Aug
06

Football Minor Leagues

Skip Sauer from The Sports Economist, reports that there is a new football league that will sprout up with the best of college football’s undrafted players. It will be called the All American Football League (AAFL), and will contain 8 teams and a 14 game schedule.

Players and coaches will be employed by the league, not the teams. This means that salaries will be under strict control. Players will earn about $100,000 a season, as much as triple what players in the Arena Football League make. This fact may allow the AAFL to become a viable alternative to Arena Football and the Canadian Football League. The league could allow potential NFL players a league to practice their skills before taking it to the next level. Graduation from college is a prerequisite of playing in the league.

The All American Football League has a website, and it even contains a blog where visitors can have an influence on league rules!

Not a bad place for your football clients who cannot make it into the NFL straight out of college to start their careers.

[tags]aafl, all american football league, football, nfl, afl, arena football[/tags]

  • T Altman

    I for one am pretty excited about it. To me it’s a link to the college atmoshphere and a high spirited style of game. They will have the cheerleaders and bands of the host schoool. I would watch football 52 weeks a year if it were possible. This is the league’s site: http://www.allamericanfootballleague.com/

    The Anniston Star ran a column about it in yesterday’s paper. The Birmingham News ran an upbeat article on Friday:
    http://www.al.com/sports/birminghamnews/index.ssf?/base/sports/1157707132259410.xml&coll=2

    What do you all think? Would you support it? I’m trying to find out more. They are apparently having teams from NCS, Purdue, Florida, Florida St., Alabama, Tennessee, and Texas to play in the Alamo Dome.

    http://www.annistonstar.com/spor…sports.htm

    Start-up pro league hopefully won’t be another W-Laugh
    09-09-2006

    When you watch Auburn play Mississippi State this morning and then take in the Alabama-Vanderbilt game this afternoon, you’ll be seeing several players who’ll be in the NFL next season.

    And you could be seeing several players who’ll be in the fledgling All-American Football League next season, as well.

    Reports are that Birmingham’s Legion Field likely will host one of the eight flagship franchises when the league kicks off in the spring of 2007. The AAFL is designed to be something of a post-graduate pro league; the players must have college degrees to be eligible, and the teams, for the most part, will play on college campuses.

    West Lafayette, Ind., home of Purdue University, has secured a franchise, while Gainesville, Fla., and Knoxville, Tenn. — where the NCAA’s Gators and Volunteers, respectively, call home — also are sure bets.

    Legion Field is not located on a college campus. However, it qualifies as a venue because it’s the site of a college bowl game. Any team that played there primarily would be made up of Alabama, Auburn and UAB graduates, although I’m sure former Jacksonville State Gamecocks and Troy Trojans also will be on the field — as long as they have degrees, of course.

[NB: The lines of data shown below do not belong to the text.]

//! 可观测性：tracing 订阅器初始化
//!
//! 日志写 stderr，stdout 只留给最终结果；级别由 RUST_LOG 控制，默认 info。

use tracing_subscriber::{fmt, prelude::*, EnvFilter};

pub fn init() {
    let filter = EnvFilter::try_from_default_env().unwrap_or_else(|_| EnvFilter::new("info"));
    tracing_subscriber::registry()
        .with(filter)
        .with(fmt::layer().with_writer(std::io::stderr))
        .init();
}
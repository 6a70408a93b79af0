//! Mock LLM 客户端（用于测试与离线运行，无需 API）
//!
//! - MockLlmClient：首轮调用 echo 工具回显用户请求，之后给出引用工具结果的总结
//! - ScriptedLlmClient：按脚本依次返回预设回复，并记录每次调用时的对话长度

use std::collections::VecDeque;
use std::sync::Mutex;

use async_trait::async_trait;
use serde_json::{json, Map};

use crate::llm::{LlmClient, LlmError};
use crate::memory::{ConversationTurn, Part};
use crate::tools::ToolDeclaration;

/// 种子回合中用户请求的前缀标记
const USER_REQUEST_MARKER: &str = "User request: ";

/// Mock 客户端：回显用户请求
#[derive(Debug, Default)]
pub struct MockLlmClient;

fn last_user_text(turns: &[ConversationTurn]) -> &str {
    turns
        .iter()
        .rev()
        .find_map(|t| match t {
            ConversationTurn::UserText { text } => Some(text.as_str()),
            ConversationTurn::ModelTurn { .. } => None,
        })
        .unwrap_or("(no input)")
}

#[async_trait]
impl LlmClient for MockLlmClient {
    async fn generate(
        &self,
        turns: &[ConversationTurn],
        tools: &[ToolDeclaration],
    ) -> Result<Vec<Part>, LlmError> {
        let last_user = last_user_text(turns);
        let has_echo = tools.iter().any(|t| t.name == "echo");

        if turns.len() <= 1 && has_echo {
            let request = last_user
                .rsplit_once(USER_REQUEST_MARKER)
                .map(|(_, r)| r)
                .unwrap_or(last_user);
            let mut args = Map::new();
            args.insert("text".to_string(), json!(format!("Echo from Mock: {}", request)));
            return Ok(vec![Part::function_call("echo", Some(args))]);
        }

        Ok(vec![Part::text(format!("Mock summary. {}", last_user))])
    }
}

/// 脚本客户端：每次 generate 弹出一条预设回复；脚本耗尽后返回空回复
#[derive(Debug, Default)]
pub struct ScriptedLlmClient {
    script: Mutex<VecDeque<Result<Vec<Part>, LlmError>>>,
    seen_lengths: Mutex<Vec<usize>>,
    seen_turns: Mutex<Vec<Vec<ConversationTurn>>>,
}

impl ScriptedLlmClient {
    pub fn new(replies: Vec<Vec<Part>>) -> Self {
        Self::with_results(replies.into_iter().map(Ok).collect())
    }

    pub fn with_results(results: Vec<Result<Vec<Part>, LlmError>>) -> Self {
        Self {
            script: Mutex::new(results.into()),
            seen_lengths: Mutex::new(Vec::new()),
            seen_turns: Mutex::new(Vec::new()),
        }
    }

    /// 每次调用时收到的对话长度
    pub fn seen_lengths(&self) -> Vec<usize> {
        self.seen_lengths
            .lock()
            .map(|v| v.clone())
            .unwrap_or_default()
    }

    /// 每次调用时收到的完整对话快照
    pub fn seen_turns(&self) -> Vec<Vec<ConversationTurn>> {
        self.seen_turns
            .lock()
            .map(|v| v.clone())
            .unwrap_or_default()
    }

    pub fn calls(&self) -> usize {
        self.seen_lengths().len()
    }
}

#[async_trait]
impl LlmClient for ScriptedLlmClient {
    async fn generate(
        &self,
        turns: &[ConversationTurn],
        _tools: &[ToolDeclaration],
    ) -> Result<Vec<Part>, LlmError> {
        if let Ok(mut lengths) = self.seen_lengths.lock() {
            lengths.push(turns.len());
        }
        if let Ok(mut seen) = self.seen_turns.lock() {
            seen.push(turns.to_vec());
        }
        let next = self
            .script
            .lock()
            .ok()
            .and_then(|mut script| script.pop_front());
        next.unwrap_or_else(|| Ok(Vec::new()))
    }
}

#[cfg(test)]
mod tests {
    use super::*;

    fn echo_decl() -> ToolDeclaration {
        ToolDeclaration {
            name: "echo".to_string(),
            description: "Echo".to_string(),
            parameters: json!({"type": "object", "properties": {"text": {"type": "string"}}}),
        }
    }

    #[tokio::test]
    async fn test_mock_first_turn_calls_echo() {
        let turns = vec![ConversationTurn::user("Preamble\n\nUser request: open example.com")];
        let parts = MockLlmClient.generate(&turns, &[echo_decl()]).await.unwrap();
        let call = parts[0].function_call.as_ref().unwrap();
        assert_eq!(call.name, "echo");
        assert_eq!(
            call.args.as_ref().unwrap().get("text"),
            Some(&json!("Echo from Mock: open example.com"))
        );
    }

    #[tokio::test]
    async fn test_mock_later_turn_summarizes() {
        let turns = vec![
            ConversationTurn::user("User request: hi"),
            ConversationTurn::model(vec![Part::function_call("echo", None)]),
            ConversationTurn::user("Tool result:\nEcho from Mock: hi"),
        ];
        let parts = MockLlmClient.generate(&turns, &[echo_decl()]).await.unwrap();
        assert!(parts[0].function_call.is_none());
        assert!(parts[0].text.as_deref().unwrap().contains("Echo from Mock: hi"));
    }

    #[tokio::test]
    async fn test_mock_without_echo_tool_answers_directly() {
        let turns = vec![ConversationTurn::user("User request: hi")];
        let parts = MockLlmClient.generate(&turns, &[]).await.unwrap();
        assert!(parts[0].text.is_some());
    }

    #[tokio::test]
    async fn test_scripted_replays_and_records() {
        let client = ScriptedLlmClient::new(vec![vec![Part::text("one")]]);
        let first = client.generate(&[ConversationTurn::user("a")], &[]).await.unwrap();
        assert_eq!(first, vec![Part::text("one")]);
        let turns = vec![
            ConversationTurn::user("a"),
            ConversationTurn::model(vec![]),
            ConversationTurn::user("b"),
        ];
        let exhausted = client.generate(&turns, &[]).await.unwrap();
        assert!(exhausted.is_empty());
        assert_eq!(client.seen_lengths(), vec![1, 3]);
        assert_eq!(client.seen_turns()[1].len(), 3);
    }

    #[tokio::test]
    async fn test_scripted_error() {
        let client = ScriptedLlmClient::with_results(vec![Err(LlmError::ApiError("boom".into()))]);
        let err = client.generate(&[], &[]).await.unwrap_err();
        assert!(matches!(err, LlmError::ApiError(_)));
    }
}
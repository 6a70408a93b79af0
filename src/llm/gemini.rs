//! Gemini generateContent 客户端
//!
//! 通过 REST 调用 `models/{model}:generateContent`：对话回合映射为 contents，工具声明映射为
//! tools[0].functionDeclarations，functionCallingConfig 固定为 AUTO。只取第一个候选的片段。

use std::sync::atomic::{AtomicU64, Ordering};
use std::sync::Arc;
use std::time::Duration;

use async_trait::async_trait;
use reqwest::StatusCode;
use serde::Deserialize;
use serde_json::{json, Value};

use crate::llm::{LlmClient, LlmError};
use crate::memory::{ConversationTurn, Part};
use crate::tools::ToolDeclaration;

pub const GEMINI_BASE_URL: &str = "https://generativelanguage.googleapis.com";
pub const GEMINI_DEFAULT_MODEL: &str = "gemini-2.0-flash-exp";

/// 错误正文在错误信息中保留的最大字符数
const ERROR_BODY_PREVIEW_CHARS: usize = 500;

/// Token 使用统计（累计值）
#[derive(Debug, Clone, Default)]
pub struct TokenUsage {
    pub prompt_tokens: Arc<AtomicU64>,
    pub completion_tokens: Arc<AtomicU64>,
    pub total_tokens: Arc<AtomicU64>,
}

impl TokenUsage {
    pub fn new() -> Self {
        Self::default()
    }

    pub fn add(&self, prompt: u64, completion: u64) {
        self.prompt_tokens.fetch_add(prompt, Ordering::Relaxed);
        self.completion_tokens.fetch_add(completion, Ordering::Relaxed);
        self.total_tokens.fetch_add(prompt + completion, Ordering::Relaxed);
    }

    pub fn get(&self) -> (u64, u64, u64) {
        (
            self.prompt_tokens.load(Ordering::Relaxed),
            self.completion_tokens.load(Ordering::Relaxed),
            self.total_tokens.load(Ordering::Relaxed),
        )
    }
}

#[derive(Debug, Default, Deserialize)]
#[serde(rename_all = "camelCase")]
struct GenerateContentResponse {
    #[serde(default)]
    candidates: Vec<Candidate>,
    #[serde(default)]
    usage_metadata: Option<UsageMetadata>,
    #[serde(default)]
    prompt_feedback: Option<Value>,
}

#[derive(Debug, Deserialize)]
#[serde(rename_all = "camelCase")]
struct Candidate {
    #[serde(default)]
    content: Option<CandidateContent>,
    #[serde(default)]
    finish_reason: Option<String>,
}

#[derive(Debug, Deserialize)]
struct CandidateContent {
    #[serde(default)]
    parts: Vec<Part>,
}

#[derive(Debug, Default, Deserialize)]
#[serde(rename_all = "camelCase")]
struct UsageMetadata {
    #[serde(default)]
    prompt_token_count: u64,
    #[serde(default)]
    candidates_token_count: u64,
}

/// Gemini 客户端：持有 HTTP Client、模型名与 API Key
pub struct GeminiClient {
    http: reqwest::Client,
    base_url: String,
    model: String,
    api_key: String,
    pub usage: TokenUsage,
}

impl GeminiClient {
    pub fn new(
        base_url: Option<&str>,
        model: &str,
        api_key: &str,
        request_timeout_secs: u64,
    ) -> Result<Self, LlmError> {
        let http = reqwest::Client::builder()
            .timeout(Duration::from_secs(request_timeout_secs))
            .build()
            .map_err(|e| LlmError::Network(e.to_string()))?;
        Ok(Self {
            http,
            base_url: base_url
                .unwrap_or(GEMINI_BASE_URL)
                .trim_end_matches('/')
                .to_string(),
            model: model.to_string(),
            api_key: api_key.to_string(),
            usage: TokenUsage::new(),
        })
    }

    fn endpoint(&self) -> String {
        format!(
            "{}/v1beta/models/{}:generateContent",
            self.base_url, self.model
        )
    }
}

/// 工具声明转 functionDeclaration；properties 为空的对象 Schema 不下发（Gemini 拒绝空 OBJECT）
fn function_declaration(decl: &ToolDeclaration) -> Value {
    let has_properties = decl
        .parameters
        .get("properties")
        .and_then(|p| p.as_object())
        .map_or(false, |p| !p.is_empty());
    if has_properties {
        json!({
            "name": decl.name,
            "description": decl.description,
            "parameters": decl.parameters,
        })
    } else {
        json!({
            "name": decl.name,
            "description": decl.description,
        })
    }
}

/// 构造 generateContent 请求体
pub fn build_request_body(turns: &[ConversationTurn], tools: &[ToolDeclaration]) -> Value {
    let contents: Vec<Value> = turns
        .iter()
        .map(|turn| {
            json!({
                "role": turn.role(),
                "parts": turn.parts(),
            })
        })
        .collect();

    let mut body = json!({ "contents": contents });
    if !tools.is_empty() {
        let declarations: Vec<Value> = tools.iter().map(function_declaration).collect();
        body["tools"] = json!([{ "functionDeclarations": declarations }]);
        body["toolConfig"] = json!({ "functionCallingConfig": { "mode": "AUTO" } });
    }
    body
}

/// 解析响应：取第一个候选的片段，并返回 (prompt, completion) token 数
fn parse_response(response: GenerateContentResponse) -> (Vec<Part>, Option<(u64, u64)>) {
    let usage = response
        .usage_metadata
        .map(|u| (u.prompt_token_count, u.candidates_token_count));
    let Some(candidate) = response.candidates.into_iter().next() else {
        tracing::warn!(feedback = ?response.prompt_feedback, "No candidates in Gemini response");
        return (Vec::new(), usage);
    };
    if let Some(reason) = &candidate.finish_reason {
        tracing::debug!(finish_reason = %reason, "Gemini candidate finished");
    }
    let parts = candidate.content.map(|c| c.parts).unwrap_or_default();
    (parts, usage)
}

fn truncate_body(body: &str) -> String {
    if body.chars().count() > ERROR_BODY_PREVIEW_CHARS {
        format!(
            "{}...",
            body.chars().take(ERROR_BODY_PREVIEW_CHARS).collect::<String>()
        )
    } else {
        body.to_string()
    }
}

#[async_trait]
impl LlmClient for GeminiClient {
    fn token_usage(&self) -> (u64, u64, u64) {
        self.usage.get()
    }

    async fn generate(
        &self,
        turns: &[ConversationTurn],
        tools: &[ToolDeclaration],
    ) -> Result<Vec<Part>, LlmError> {
        let body = build_request_body(turns, tools);
        let response = self
            .http
            .post(self.endpoint())
            .header("x-goog-api-key", &self.api_key)
            .json(&body)
            .send()
            .await
            .map_err(|e| LlmError::Network(e.to_string()))?;

        let status = response.status();
        if status == StatusCode::TOO_MANY_REQUESTS {
            let retry_after_ms = response
                .headers()
                .get(reqwest::header::RETRY_AFTER)
                .and_then(|v| v.to_str().ok())
                .and_then(|v| v.trim().parse::<u64>().ok())
                .map(|secs| secs * 1000)
                .unwrap_or(0);
            return Err(LlmError::RateLimited { retry_after_ms });
        }
        if !status.is_success() {
            let text = response.text().await.unwrap_or_default();
            return Err(LlmError::ApiError(format!(
                "HTTP {}: {}",
                status,
                truncate_body(&text)
            )));
        }

        let parsed: GenerateContentResponse = response
            .json()
            .await
            .map_err(|e| LlmError::InvalidResponse(e.to_string()))?;
        let (parts, usage) = parse_response(parsed);
        if let Some((prompt, completion)) = usage {
            self.usage.add(prompt, completion);
        }
        Ok(parts)
    }
}
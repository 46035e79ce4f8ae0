//! Network-backed catalog resolver.
//!
//! Talks to an LMS backend that serves quiz content over HTTP. Drop-in
//! replacement for the file-backed catalog: same trait, same error
//! taxonomy, so the exam session is untouched by the swap.

use async_trait::async_trait;
use serde::Deserialize;
use tracing::instrument;

use quizflow_core::error::ResolveError;
use quizflow_core::model::{CourseSummary, Quiz};
use quizflow_core::traits::{QuizResolver, ResolvedQuiz};

const DEFAULT_TIMEOUT_SECS: u64 = 10;

/// Resolver backed by an HTTP catalog service.
pub struct HttpCatalog {
    base_url: String,
    client: reqwest::Client,
}

/// Wire shape of the quiz endpoint response.
#[derive(Deserialize)]
struct QuizPayload {
    module_title: String,
    quiz: Quiz,
}

impl HttpCatalog {
    pub fn new(base_url: &str) -> Self {
        let client = reqwest::Client::builder()
            .timeout(std::time::Duration::from_secs(DEFAULT_TIMEOUT_SECS))
            .build()
            .unwrap_or_default();

        Self {
            base_url: base_url.trim_end_matches('/').to_string(),
            client,
        }
    }

    fn transport_error(&self, e: reqwest::Error) -> ResolveError {
        if e.is_timeout() {
            ResolveError::Unavailable(format!(
                "catalog service timed out after {DEFAULT_TIMEOUT_SECS}s"
            ))
        } else if e.is_connect() {
            ResolveError::Unavailable(format!("catalog service not reachable at {}", self.base_url))
        } else {
            ResolveError::Unavailable(e.to_string())
        }
    }
}

#[async_trait]
impl QuizResolver for HttpCatalog {
    #[instrument(skip(self))]
    async fn resolve(
        &self,
        course_id: &str,
        module_id: &str,
    ) -> Result<ResolvedQuiz, ResolveError> {
        let url = format!(
            "{}/courses/{course_id}/modules/{module_id}/quiz",
            self.base_url
        );

        let response = self
            .client
            .get(&url)
            .send()
            .await
            .map_err(|e| self.transport_error(e))?;

        let status = response.status().as_u16();
        if status == 404 {
            return Err(ResolveError::ModuleNotFound {
                course_id: course_id.to_string(),
                module_id: module_id.to_string(),
            });
        }
        if status >= 400 {
            let body = response.text().await.unwrap_or_default();
            return Err(ResolveError::Unavailable(format!(
                "catalog service returned HTTP {status}: {body}"
            )));
        }

        let payload: QuizPayload = response
            .json()
            .await
            .map_err(|e| ResolveError::Invalid(format!("failed to parse quiz response: {e}")))?;

        Ok(ResolvedQuiz {
            course_id: course_id.to_string(),
            module_id: module_id.to_string(),
            module_title: payload.module_title,
            quiz: payload.quiz,
        })
    }

    async fn courses(&self) -> Result<Vec<CourseSummary>, ResolveError> {
        let response = self
            .client
            .get(format!("{}/courses", self.base_url))
            .send()
            .await
            .map_err(|e| self.transport_error(e))?;

        let status = response.status().as_u16();
        if status >= 400 {
            return Err(ResolveError::Unavailable(format!(
                "catalog service returned HTTP {status}"
            )));
        }

        response
            .json()
            .await
            .map_err(|e| ResolveError::Invalid(format!("failed to parse course list: {e}")))
    }
}
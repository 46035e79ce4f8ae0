//! The `quizflow review` command.

use std::path::PathBuf;

use anyhow::Result;

use quizflow_core::report::AttemptReport;
use quizflow_report::{render_report, write_html_report};

pub fn execute(attempt_path: PathBuf, html: Option<PathBuf>) -> Result<()> {
    let report = AttemptReport::load_json(&attempt_path)?;

    println!(
        "{} — {}/{} ({})",
        report.module_title,
        report.course_id,
        report.module_id,
        report.created_at.format("%Y-%m-%d %H:%M:%S UTC")
    );
    println!("{}", render_report(&report));

    if let Some(html_path) = html {
        write_html_report(&report, &html_path)?;
        eprintln!("HTML review: {}", html_path.display());
    }

    Ok(())
}
//! The quiz resolver trait.
//!
//! The attempt machinery never touches a concrete data source: quiz content
//! arrives through [`QuizResolver`], so the in-memory catalog, the file
//! catalog, and the network-backed catalog in `quizflow-catalog` are
//! interchangeable.

use async_trait::async_trait;
use serde::{Deserialize, Serialize};

use crate::error::ResolveError;
use crate::model::{CourseSummary, Quiz, QuizIntro};

/// Read-only lookup from a course/module identifier pair to quiz content.
#[async_trait]
pub trait QuizResolver: Send + Sync {
    /// Resolve the quiz for a course module, or an explicit not-found error.
    async fn resolve(&self, course_id: &str, module_id: &str)
        -> Result<ResolvedQuiz, ResolveError>;

    /// List the courses this resolver knows about.
    async fn courses(&self) -> Result<Vec<CourseSummary>, ResolveError>;
}

/// A quiz bundled with the identifiers it was resolved under.
#[derive(Debug, Clone, Serialize, Deserialize)]
pub struct ResolvedQuiz {
    pub course_id: String,
    pub module_id: String,
    pub module_title: String,
    pub quiz: Quiz,
}

impl ResolvedQuiz {
    /// The metadata shown on the intro screen.
    pub fn intro(&self) -> QuizIntro {
        QuizIntro {
            course_id: self.course_id.clone(),
            module_id: self.module_id.clone(),
            module_title: self.module_title.clone(),
            question_count: self.quiz.questions.len(),
            time_limit_secs: self.quiz.time_limit_secs,
            total_points: self.quiz.points,
        }
    }
}

#[cfg(test)]
mod tests {
    use super::*;
    use crate::model::Question;

    #[test]
    fn intro_reflects_quiz_metadata() {
        let resolved = ResolvedQuiz {
            course_id: "rust-101".into(),
            module_id: "ownership".into(),
            module_title: "Ownership".into(),
            quiz: Quiz {
                title: "Ownership".into(),
                questions: vec![Question {
                    prompt: "q".into(),
                    options: vec!["a".into(), "b".into()],
                    correct: 0,
                }],
                points: 10,
                time_limit_secs: 600,
            },
        };

        let intro = resolved.intro();
        assert_eq!(intro.question_count, 1);
        assert_eq!(intro.total_points, 10);
        assert_eq!(intro.clock(), "10:00");
    }
}
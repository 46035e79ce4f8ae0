//! Mock resolver for testing.

use std::collections::HashMap;
use std::sync::atomic::{AtomicU32, Ordering};

use async_trait::async_trait;

use quizflow_core::error::ResolveError;
use quizflow_core::model::{CourseSummary, Quiz};
use quizflow_core::traits::{QuizResolver, ResolvedQuiz};

/// A mock quiz resolver for testing session and CLI code without a real
/// catalog source.
///
/// Returns configured quizzes keyed by `(course_id, module_id)` and counts
/// the lookups made against it.
pub struct MockResolver {
    quizzes: HashMap<(String, String), Quiz>,
    call_count: AtomicU32,
}

impl MockResolver {
    pub fn new() -> Self {
        Self {
            quizzes: HashMap::new(),
            call_count: AtomicU32::new(0),
        }
    }

    /// Register a quiz for a course/module pair.
    pub fn with_quiz(mut self, course_id: &str, module_id: &str, quiz: Quiz) -> Self {
        self.quizzes
            .insert((course_id.to_string(), module_id.to_string()), quiz);
        self
    }

    /// Number of resolve calls made against this mock.
    pub fn call_count(&self) -> u32 {
        self.call_count.load(Ordering::Relaxed)
    }
}

impl Default for MockResolver {
    fn default() -> Self {
        Self::new()
    }
}

#[async_trait]
impl QuizResolver for MockResolver {
    async fn resolve(
        &self,
        course_id: &str,
        module_id: &str,
    ) -> Result<ResolvedQuiz, ResolveError> {
        self.call_count.fetch_add(1, Ordering::Relaxed);

        let key = (course_id.to_string(), module_id.to_string());
        match self.quizzes.get(&key) {
            Some(quiz) => Ok(ResolvedQuiz {
                course_id: course_id.to_string(),
                module_id: module_id.to_string(),
                module_title: module_id.to_string(),
                quiz: quiz.clone(),
            }),
            None => Err(ResolveError::ModuleNotFound {
                course_id: course_id.to_string(),
                module_id: module_id.to_string(),
            }),
        }
    }

    async fn courses(&self) -> Result<Vec<CourseSummary>, ResolveError> {
        let mut by_course: HashMap<&str, usize> = HashMap::new();
        for (course_id, _) in self.quizzes.keys() {
            *by_course.entry(course_id.as_str()).or_default() += 1;
        }

        Ok(by_course
            .into_iter()
            .map(|(id, quiz_count)| CourseSummary {
                id: id.to_string(),
                title: id.to_string(),
                module_count: quiz_count,
                quiz_count,
            })
            .collect())
    }
}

    On the one hand the AAFL has potential. With players making $100,000 per season, the league will attract far better athletes than those who toil in semi-pro leagues. And with the blessings of the NCAA, it has credibility right out of the gate.

    But …

    While quite a few football nuts like myself gladly would watch the gridiron game 52 weeks out of the year, the only non-NFL pro football circuit that has thrived in the United States is the Arena Football League.

    And let’s be honest: The AFL can be fun to watch, but it’s not “real” football. It’s a niche sport stocked mostly with minor league-caliber athletes.

    A real 11-on-11 outdoor league is a long shot.

    In 1974 and 1975 the World Football League was in operation, but owners with shallow pockets and a public that quickly tired of the novelty of an alternative league spelled its doom.

    The 1980s marked the evolution of the United States Football League, which was solid and popular — until it inexplicably decided to move to the fall and compete with the NFL.

    Next thing you know the USFL is fodder for trivia aficionados.

    Really, no spring league since the USFL has been viable.

    The World League of American Football — WLAF for short (and, perhaps, to its detriment) — flopped and now primarily is a German-based farm system for the NFL known as NFL Europe.

    The Canadian Football League’s expansion to the Lower 48 was short-lived, as the CFL quickly contracted back to the Great White North where fans could appreciate three downs and 25-yards-deep end zones.

    The last spring league, of course, was the XFL — one of the greatest disasters in pro sports history.

    So what do we make of the All-American Football League? It’s a nice idea with credible people behind it. It’s something I’d watch and likely enjoy.

    Yet considering all other spring leagues that have come before it died, I’m not convinced it’ll live. Heck, I’m not even convinced it’ll get beyond the point of conception.

    I guess we’ll see.

    Meantime, enjoy watching the Tide and Tigers play today. You probably can tell which seniors, and perhaps juniors, will be performing on Sundays in 2007.

    As for the ones not good enough for the NFL, well, those degrees will come in handy with or without the AAFL.